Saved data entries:
============================================================
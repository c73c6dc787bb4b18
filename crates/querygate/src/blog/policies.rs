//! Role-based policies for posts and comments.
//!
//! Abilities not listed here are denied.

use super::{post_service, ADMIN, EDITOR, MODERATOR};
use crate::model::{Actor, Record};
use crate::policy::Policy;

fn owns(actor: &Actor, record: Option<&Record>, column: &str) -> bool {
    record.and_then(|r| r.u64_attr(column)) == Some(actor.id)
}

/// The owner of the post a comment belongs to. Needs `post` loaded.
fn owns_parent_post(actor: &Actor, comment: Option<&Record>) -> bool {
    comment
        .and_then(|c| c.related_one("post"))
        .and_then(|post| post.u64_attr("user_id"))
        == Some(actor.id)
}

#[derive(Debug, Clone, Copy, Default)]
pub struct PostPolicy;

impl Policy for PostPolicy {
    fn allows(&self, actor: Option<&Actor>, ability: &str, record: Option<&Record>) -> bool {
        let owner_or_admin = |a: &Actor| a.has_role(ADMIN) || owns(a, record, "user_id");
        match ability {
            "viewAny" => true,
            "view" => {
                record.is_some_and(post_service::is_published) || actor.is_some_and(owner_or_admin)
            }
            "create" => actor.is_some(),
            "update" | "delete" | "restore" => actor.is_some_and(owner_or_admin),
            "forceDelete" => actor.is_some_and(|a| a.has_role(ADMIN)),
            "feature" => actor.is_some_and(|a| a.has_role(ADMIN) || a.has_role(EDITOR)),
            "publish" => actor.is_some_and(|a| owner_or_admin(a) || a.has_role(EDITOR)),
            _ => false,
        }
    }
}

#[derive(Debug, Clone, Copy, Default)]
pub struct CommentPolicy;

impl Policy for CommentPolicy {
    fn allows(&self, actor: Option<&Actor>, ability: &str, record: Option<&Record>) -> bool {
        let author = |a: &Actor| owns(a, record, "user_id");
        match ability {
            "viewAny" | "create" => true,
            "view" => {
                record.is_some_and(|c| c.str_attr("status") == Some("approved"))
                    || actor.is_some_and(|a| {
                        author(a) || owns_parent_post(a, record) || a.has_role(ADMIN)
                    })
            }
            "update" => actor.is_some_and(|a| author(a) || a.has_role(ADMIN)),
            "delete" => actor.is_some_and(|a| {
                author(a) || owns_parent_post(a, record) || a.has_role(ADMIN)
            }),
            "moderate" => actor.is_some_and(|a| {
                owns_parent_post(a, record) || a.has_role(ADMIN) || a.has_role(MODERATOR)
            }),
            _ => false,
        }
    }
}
============================================================
■ **TASK OBJECTIVE**: Retype the portion of the data above that starts on the line with "fn owns_parent_post(actor: &Actor, comment: Option<&Record>)" and finishes on the line with "impl Policy for CommentPolicy", including both of those lines.

■ **RESULT OF THE EXERCISE**:
fn owns_parent_post(actor: &Actor, comment: Option<&Record>) -> bool {
    comment
        .and_then(|c| c.related_one("post"))
        .and_then(|post| post.u64_attr("user_id"))
        == Some(actor.id)
}

#[derive(Debug, Clone, Copy, Default)]
pub struct PostPolicy;

impl Policy for PostPolicy {
    fn allows(&self, actor: Option<&Actor>, ability: &str, record: Option<&Record>) -> bool {
        let owner_or_admin = |a: &Actor| a.has_role(ADMIN) || owns(a, record, "user_id");
        match ability {
            "viewAny" => true,
            "view" => {
                record.is_some_and(post_service::is_published) || actor.is_some_and(owner_or_admin)
            }
            "create" => actor.is_some(),
            "update" | "delete" | "restore" => actor.is_some_and(owner_or_admin),
            "forceDelete" => actor.is_some_and(|a| a.has_role(ADMIN)),
            "feature" => actor.is_some_and(|a| a.has_role(ADMIN) || a.has_role(EDITOR)),
            "publish" => actor.is_some_and(|a| owner_or_admin(a) || a.has_role(EDITOR)),
            _ => false,
        }
    }
}

#[derive(Debug, Clone, Copy, Default)]
pub struct CommentPolicy;

impl Policy for CommentPolicy {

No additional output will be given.